The vast majority of those students rely solely on the existing inadequate rail service to get to and from school. The train service does not have the capacity to cope with 150 second level students at Donabate railway station. The Minister should try to imagine the situation when the children attempt to board a train already filled to capacity with commuters along the line from Drogheda. On numerous occasions I have witnessed the jostling before the train arrives, not only with the students but with hundreds of commuters trying to get on to an already overcrowded train. I have seen incidents where children have been cast aside on the platform and thrown off the train by frustrated adults trying to get to work. The position will get infinitely worse as the population grows in north County Dublin, including Donabate. A solution is required before a serious accident or death occurs.
On numerous occasions, children have been left behind, which results in their being late for school, which affects their education and disturbs the classes when they arrive. The principals of Malahide Community College, Portmarnock Community College and St. Mary's secondary school in Baldoyle have outlined to the parents, the Department and myself the implications for the students in question and the management of the schools. Irish Rail in a written document has also made submissions to the Department outlining the difficulties being experienced by commuters, including students, and supporting the  provision of alternative transport – in this case a direct bus service.
The Minister has the responsibility to provide education for the children of the Donabate-Portrane area and to provide reliable and safe transport. This is being denied to the students. I am not prepared to accept a statement from the Department that it has no plans to depart from the terms of the school transport scheme in this case. The current situation is untenable and will get worse and should be accepted as a special case. I have discussed this matter with the Minister off the record as has my colleague, Deputy Glennon, which is in the interests of the education and safety of our children. It is not as if this case is being manipulated. A major problem exists. One has only to go down to the platform in the morning to find 150 or 160 students with school bags on their backs trying to board. I ask for the Minister's support in finding a resolution to this matter.
Mr. N. Dempsey Mr. N. Dempsey
Mr. N. Dempsey: I thank Deputy Ryan for raising this matter. I give him great credit for his persistence and his continual raising of this matter with me. If I turn a corner of Leinster House any evening, either he or Deputy Glennon raises the matter. However. I am afraid I cannot give him much comfort in regard to this matter.
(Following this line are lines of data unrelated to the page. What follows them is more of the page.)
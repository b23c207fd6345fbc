//! Shared read-only market data.
//!
//! Candles and their indicator series are computed once per token and then
//! shared by every agent's simulation.

use std::collections::BTreeMap;

use chrono::NaiveDate;
use serde::Serialize;
use tracing::{debug, warn};

use crate::domain::candle::Candle;
use crate::domain::indicator::IndicatorSet;

/// One token's candles with their precomputed indicators.
#[derive(Debug, Clone, PartialEq)]
pub struct TokenData {
    pub token: String,
    pub candles: Vec<Candle>,
    pub indicators: IndicatorSet,
}

impl TokenData {
    /// Sorts `candles` ascending by timestamp before computing indicators.
    pub fn new(token: &str, mut candles: Vec<Candle>) -> Self {
        candles.sort_by_key(|c| c.timestamp);
        let indicators = IndicatorSet::compute(&candles);
        TokenData {
            token: token.to_string(),
            candles,
            indicators,
        }
    }

    pub fn len(&self) -> usize {
        self.candles.len()
    }

    pub fn is_empty(&self) -> bool {
        self.candles.is_empty()
    }

    /// Close at `index`, or the last close once the series has ended.
    pub fn close_at(&self, index: usize) -> f64 {
        let last = self.candles.len().saturating_sub(1);
        self.candles.get(index.min(last)).map_or(0.0, |c| c.close)
    }

    pub fn last_close(&self) -> f64 {
        self.candles.last().map_or(0.0, |c| c.close)
    }
}

/// Every token the arena can trade, keyed by symbol.
#[derive(Debug, Clone, Default, PartialEq)]
pub struct MarketData {
    tokens: BTreeMap<String, TokenData>,
}

impl MarketData {
    /// Build from raw per-token series. Empty series are dropped.
    pub fn new(series: impl IntoIterator<Item = (String, Vec<Candle>)>) -> Self {
        let mut tokens = BTreeMap::new();
        for (token, candles) in series {
            if candles.is_empty() {
                warn!(token = %token, "skipping token with no candles");
                continue;
            }
            debug!(token = %token, candles = candles.len(), "computing indicators");
            let data = TokenData::new(&token, candles);
            tokens.insert(token, data);
        }
        MarketData { tokens }
    }

    pub fn get(&self, token: &str) -> Option<&TokenData> {
        self.tokens.get(token)
    }

    pub fn tokens(&self) -> impl Iterator<Item = &TokenData> {
        self.tokens.values()
    }

    pub fn len(&self) -> usize {
        self.tokens.len()
    }

    pub fn is_empty(&self) -> bool {
        self.tokens.is_empty()
    }

    /// Summary of each token's price action over the loaded period.
    pub fn context(&self) -> Vec<TokenContext> {
        self.tokens.values().filter_map(TokenContext::from_data).collect()
    }
}

#[derive(Debug, Clone, PartialEq, Serialize)]
#[serde(rename_all = "camelCase")]
pub struct TokenContext {
    pub token: String,
    pub first_close: f64,
    pub last_close: f64,
    pub period_return_pct: f64,
    pub candles: usize,
    pub start_date: NaiveDate,
    pub end_date: NaiveDate,
}

impl TokenContext {
    fn from_data(data: &TokenData) -> Option<Self> {
        let first = data.candles.first()?;
        let last = data.candles.last()?;
        let period_return_pct = if first.close != 0.0 {
            (last.close - first.close) / first.close * 100.0
        } else {
            0.0
        };
        Some(TokenContext {
            token: data.token.clone(),
            first_close: first.close,
            last_close: last.close,
            period_return_pct,
            candles: data.len(),
            start_date: first.date,
            end_date: last.date,
        })
    }
}
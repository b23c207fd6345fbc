use clap::Parser;
use tracing_subscriber::EnvFilter;

use agent_arena::cli::{Cli, run};

fn main() -> std::process::ExitCode {
    tracing_subscriber::fmt()
        .with_env_filter(
            EnvFilter::try_from_default_env().unwrap_or_else(|_| EnvFilter::new("info")),
        )
        .with_writer(std::io::stderr)
        .init();

    run(Cli::parse())
}
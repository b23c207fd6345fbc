//! Core domain types and simulation logic.

pub mod agent;
pub mod aggregate;
pub mod arena;
pub mod candle;
pub mod catalog;
pub mod config_validation;
pub mod error;
pub mod execution;
pub mod indicator;
pub mod market;
pub mod portfolio;
pub mod position;
pub mod rng;
pub mod signal;
pub mod simulator;
pub mod strategy;
pub mod universe;
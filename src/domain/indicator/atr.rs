//! Average True Range as a simple mean.
//!
//! ATR(n)[i] = mean of the n true ranges ending at i, each measured against
//! the previous close. Warmup: first n entries are unavailable.

use crate::domain::candle::Candle;
use crate::domain::indicator::{IndicatorSeries, IndicatorType};

pub fn calculate_atr(candles: &[Candle], period: usize) -> IndicatorSeries {
    let values = (0..candles.len())
        .map(|i| {
            if period == 0 || i < period {
                return None;
            }
            let sum: f64 = (i + 1 - period..=i)
                .map(|j| candles[j].true_range(candles[j - 1].close))
                .sum();
            Some(sum / period as f64)
        })
        .collect();

    IndicatorSeries {
        indicator_type: IndicatorType::Atr(period),
        values,
    }
}
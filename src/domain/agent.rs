//! Agent trait profiles and the agent factory.
//!
//! An agent is derived entirely from its integer id: the id is hashed into a
//! 32-bit seed, a [`DeterministicStream`] is built from it, and every trait is
//! drawn from that stream in a fixed order. The stream is handed back with
//! the profile and keeps advancing during simulation.

use serde::{Deserialize, Serialize};
use std::fmt;

use crate::domain::catalog::Catalog;
use crate::domain::rng::DeterministicStream;
use crate::domain::strategy::RiskTier;

const SEED_MULTIPLIER: u32 = 2_654_435_761;

pub const NAME_PREFIXES: [&str; 32] = [
    "ALPHA", "BETA", "DELTA", "SIGMA", "OMEGA", "NEXUS", "FLUX", "VOID", "APEX", "GHOST", "CYBER",
    "NEON", "TURBO", "BLITZ", "IRON", "STORM", "PULSE", "ZERO", "HYPER", "ROGUE", "SHADE",
    "SPARK", "DRIFT", "CORE", "WAVE", "ECHO", "VIPER", "TITAN", "ATLAS", "PRIME", "ONYX", "HELIX",
];

pub const NAME_SUFFIXES: [&str; 16] = [
    "", "_X", "_V2", "_PRO", "_MAX", "_LITE", "_9000", "_AI", "_BOT", "_DAO", "_SOL", "", "", "",
    "", "",
];

#[derive(Debug, Clone, Copy, PartialEq, Eq, Hash, PartialOrd, Ord, Serialize, Deserialize)]
pub enum TimeHorizon {
    Scalper,
    #[serde(rename = "Day Trader")]
    DayTrader,
    #[serde(rename = "Swing Trader")]
    SwingTrader,
    #[serde(rename = "Position Trader")]
    PositionTrader,
    #[serde(rename = "Long-Term Holder")]
    LongTermHolder,
}

impl TimeHorizon {
    pub const ALL: [TimeHorizon; 5] = [
        TimeHorizon::Scalper,
        TimeHorizon::DayTrader,
        TimeHorizon::SwingTrader,
        TimeHorizon::PositionTrader,
        TimeHorizon::LongTermHolder,
    ];

    pub fn label(self) -> &'static str {
        match self {
            TimeHorizon::Scalper => "Scalper",
            TimeHorizon::DayTrader => "Day Trader",
            TimeHorizon::SwingTrader => "Swing Trader",
            TimeHorizon::PositionTrader => "Position Trader",
            TimeHorizon::LongTermHolder => "Long-Term Holder",
        }
    }
}

#[derive(Debug, Clone, Copy, PartialEq, Eq, Hash, PartialOrd, Ord, Serialize, Deserialize)]
pub enum RiskStyle {
    #[serde(rename = "Kelly Criterion")]
    KellyCriterion,
    #[serde(rename = "Fixed Fractional")]
    FixedFractional,
    #[serde(rename = "Risk Parity")]
    RiskParity,
    #[serde(rename = "Trailing Stops")]
    TrailingStops,
    Pyramiding,
    #[serde(rename = "Anti-Martingale")]
    AntiMartingale,
    Conservative,
}

impl RiskStyle {
    pub const ALL: [RiskStyle; 7] = [
        RiskStyle::KellyCriterion,
        RiskStyle::FixedFractional,
        RiskStyle::RiskParity,
        RiskStyle::TrailingStops,
        RiskStyle::Pyramiding,
        RiskStyle::AntiMartingale,
        RiskStyle::Conservative,
    ];

    pub fn label(self) -> &'static str {
        match self {
            RiskStyle::KellyCriterion => "Kelly Criterion",
            RiskStyle::FixedFractional => "Fixed Fractional",
            RiskStyle::RiskParity => "Risk Parity",
            RiskStyle::TrailingStops => "Trailing Stops",
            RiskStyle::Pyramiding => "Pyramiding",
            RiskStyle::AntiMartingale => "Anti-Martingale",
            RiskStyle::Conservative => "Conservative",
        }
    }

    /// Multiplier applied to the aggression base fraction when sizing entries.
    pub fn size_multiplier(self) -> f64 {
        match self {
            RiskStyle::KellyCriterion => 1.0,
            RiskStyle::FixedFractional => 0.8,
            RiskStyle::RiskParity => 0.7,
            RiskStyle::TrailingStops => 0.9,
            RiskStyle::Pyramiding => 1.2,
            RiskStyle::AntiMartingale => 0.9,
            RiskStyle::Conservative => 0.5,
        }
    }
}

#[derive(Debug, Clone, Copy, PartialEq, Eq, Hash, PartialOrd, Ord, Serialize, Deserialize)]
pub enum Aggression {
    #[serde(rename = "Ultra-Conservative")]
    UltraConservative,
    Conservative,
    Moderate,
    Aggressive,
    Degen,
}

impl Aggression {
    pub const ALL: [Aggression; 5] = [
        Aggression::UltraConservative,
        Aggression::Conservative,
        Aggression::Moderate,
        Aggression::Aggressive,
        Aggression::Degen,
    ];

    pub fn label(self) -> &'static str {
        match self {
            Aggression::UltraConservative => "Ultra-Conservative",
            Aggression::Conservative => "Conservative",
            Aggression::Moderate => "Moderate",
            Aggression::Aggressive => "Aggressive",
            Aggression::Degen => "Degen",
        }
    }

    /// Fraction of portfolio value committed to a full-confidence entry.
    pub fn base_position_fraction(self) -> f64 {
        match self {
            Aggression::UltraConservative => 0.03,
            Aggression::Conservative => 0.06,
            Aggression::Moderate => 0.10,
            Aggression::Aggressive => 0.18,
            Aggression::Degen => 0.25,
        }
    }

    /// Scale applied to market-neutral yield.
    pub fn yield_multiplier(self) -> f64 {
        match self {
            Aggression::UltraConservative => 0.5,
            Aggression::Conservative => 0.7,
            Aggression::Moderate => 1.0,
            Aggression::Aggressive => 1.3,
            Aggression::Degen => 1.5,
        }
    }
}

macro_rules! display_label {
    ($($ty:ty),*) => {
        $(impl fmt::Display for $ty {
            fn fmt(&self, f: &mut fmt::Formatter<'_>) -> fmt::Result {
                f.write_str(self.label())
            }
        })*
    };
}

display_label!(TimeHorizon, RiskStyle, Aggression);

/// Immutable trait profile of one agent.
#[derive(Debug, Clone, PartialEq, Serialize, Deserialize)]
#[serde(rename_all = "camelCase")]
pub struct AgentProfile {
    pub id: u32,
    pub seed: u32,
    pub name: String,
    pub primary_index: usize,
    pub secondary_index: usize,
    pub primary_strategy: String,
    pub secondary_strategy: String,
    pub category: String,
    pub risk_tier: RiskTier,
    pub time_horizon: TimeHorizon,
    pub risk_style: RiskStyle,
    pub aggression: Aggression,
    pub preferred_tokens: Vec<String>,
}

/// A profile together with the stream it was drawn from.
#[derive(Debug, Clone)]
pub struct Agent {
    pub profile: AgentProfile,
    pub stream: DeterministicStream,
}

pub fn agent_seed(id: u32) -> u32 {
    id.wrapping_mul(SEED_MULTIPLIER)
}

/// Build the agent for `id` against `catalog`.
///
/// Draw order: primary strategy, secondary strategy, time horizon, risk
/// style, aggression, token count, token shuffle, name prefix, name suffix.
pub fn create_agent(id: u32, catalog: &Catalog) -> Agent {
    let seed = agent_seed(id);
    let mut stream = DeterministicStream::new(seed);

    let primary_index = stream.next_index(catalog.strategies.len());
    let secondary_index = stream.next_index(catalog.strategies.len());
    let time_horizon = TimeHorizon::ALL[stream.next_index(TimeHorizon::ALL.len())];
    let risk_style = RiskStyle::ALL[stream.next_index(RiskStyle::ALL.len())];
    let aggression = Aggression::ALL[stream.next_index(Aggression::ALL.len())];
    let token_count = 1 + stream.next_index(3);

    let mut universe = catalog.tokens.clone();
    comparator_shuffle(&mut universe, &mut stream);
    universe.truncate(token_count);

    let prefix = NAME_PREFIXES[stream.next_index(NAME_PREFIXES.len())];
    let suffix = NAME_SUFFIXES[stream.next_index(NAME_SUFFIXES.len())];

    let primary = &catalog.strategies[primary_index];
    let secondary = &catalog.strategies[secondary_index];

    let profile = AgentProfile {
        id,
        seed,
        name: format!("{prefix}{suffix}"),
        primary_index,
        secondary_index,
        primary_strategy: primary.name.clone(),
        secondary_strategy: secondary.name.clone(),
        category: primary.category.clone(),
        risk_tier: primary.risk_tier,
        time_horizon,
        risk_style,
        aggression,
        preferred_tokens: universe,
    };
    tracing::trace!(id, name = %profile.name, draws = stream.draws(), "agent created");

    Agent { profile, stream }
}

/// Shuffle by sorting with a comparator that ignores its operands and answers
/// "less" whenever the next draw is below one half.
///
/// Follows the short-array path of a TimSort: the leading run is measured
/// (and reversed when descending), then the remainder is placed by binary
/// insertion. Draw consumption depends on the draws themselves.
fn comparator_shuffle<T>(items: &mut [T], stream: &mut DeterministicStream) {
    let len = items.len();
    if len < 2 {
        return;
    }
    let mut less = || stream.next_f64() < 0.5;

    let mut run = 2;
    let descending = less();
    while run < len {
        let order_less = less();
        if descending != order_less {
            break;
        }
        run += 1;
    }
    if descending {
        items[..run].reverse();
    }

    for start in run..len {
        let mut left = 0;
        let mut right = start;
        while left < right {
            let mid = left + ((right - left) >> 1);
            if less() {
                right = mid;
            } else {
                left = mid + 1;
            }
        }
        items[left..=start].rotate_right(1);
    }
}
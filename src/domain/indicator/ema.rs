//! Exponential Moving Average.
//!
//! k = 2/(n+1), seeded with the SMA of the first full window, then
//! EMA[i] = C[i]*k + EMA[i-1]*(1-k). Warmup: first (n-1) entries are
//! unavailable.

use crate::domain::indicator::{IndicatorSeries, IndicatorType};

pub fn calculate_ema(closes: &[f64], period: usize) -> IndicatorSeries {
    if period == 0 {
        return IndicatorSeries {
            indicator_type: IndicatorType::Ema(period),
            values: vec![None; closes.len()],
        };
    }

    let mut values = Vec::with_capacity(closes.len());
    let k = 2.0 / (period as f64 + 1.0);
    let mut prev: Option<f64> = None;

    for (i, &close) in closes.iter().enumerate() {
        if i + 1 < period {
            values.push(None);
            continue;
        }
        let ema = match prev {
            None => closes[i + 1 - period..=i].iter().sum::<f64>() / period as f64,
            Some(p) => close * k + p * (1.0 - k),
        };
        prev = Some(ema);
        values.push(Some(ema));
    }

    IndicatorSeries {
        indicator_type: IndicatorType::Ema(period),
        values,
    }
}

#[cfg(test)]
mod tests {
    use super::*;

    #[test]
    fn ema_warmup() {
        let series = calculate_ema(&[10.0, 20.0, 30.0, 40.0, 50.0], 3);
        assert!(series.at(0).is_none());
        assert!(series.at(1).is_none());
        assert!(series.at(2).is_some());
        assert!(series.at(4).is_some());
    }

    #[test]
    fn ema_seed_is_sma() {
        let series = calculate_ema(&[10.0, 20.0, 30.0], 3);
        assert!((series.at(2).unwrap() - 20.0).abs() < f64::EPSILON);
    }

    #[test]
    fn ema_recursive_calculation() {
        let series = calculate_ema(&[10.0, 20.0, 30.0, 40.0, 50.0], 3);
        let k = 2.0 / 4.0;
        let ema_3 = 40.0 * k + 20.0 * (1.0 - k);
        let ema_4 = 50.0 * k + ema_3 * (1.0 - k);
        assert!((series.at(3).unwrap() - ema_3).abs() < f64::EPSILON);
        assert!((series.at(4).unwrap() - ema_4).abs() < f64::EPSILON);
    }

    #[test]
    fn ema_equal_prices() {
        let series = calculate_ema(&[100.0; 6], 3);
        for i in 2..6 {
            assert!((series.at(i).unwrap() - 100.0).abs() < f64::EPSILON);
        }
    }

    #[test]
    fn ema_period_1_tracks_close() {
        let series = calculate_ema(&[10.0, 20.0, 30.0], 1);
        assert_eq!(series.values, vec![Some(10.0), Some(20.0), Some(30.0)]);
    }

    #[test]
    fn ema_empty_input() {
        assert!(calculate_ema(&[], 3).is_empty());
    }
}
One of the main objects of the school transport scheme is to provide a basic level of service for children who live long distances from school and who might otherwise experience difficulty in attending regularly. In urban areas, schools are generally closer to the pupils' homes and public scheduled transport is normally available.
Where children in urban areas qualify for school transport under the terms of the scheme, they are issued with term tickets subject to payment of the appropriate term contribution. For the purposes of the post-primary education scheme, the country has been divided into catchment areas, each of which has its own post-primary centre. Recognised post-primary pupils who live at least three miles from the post-primary centre of the catchment area in which they live, are eligible for transport under the school transport scheme to that centre.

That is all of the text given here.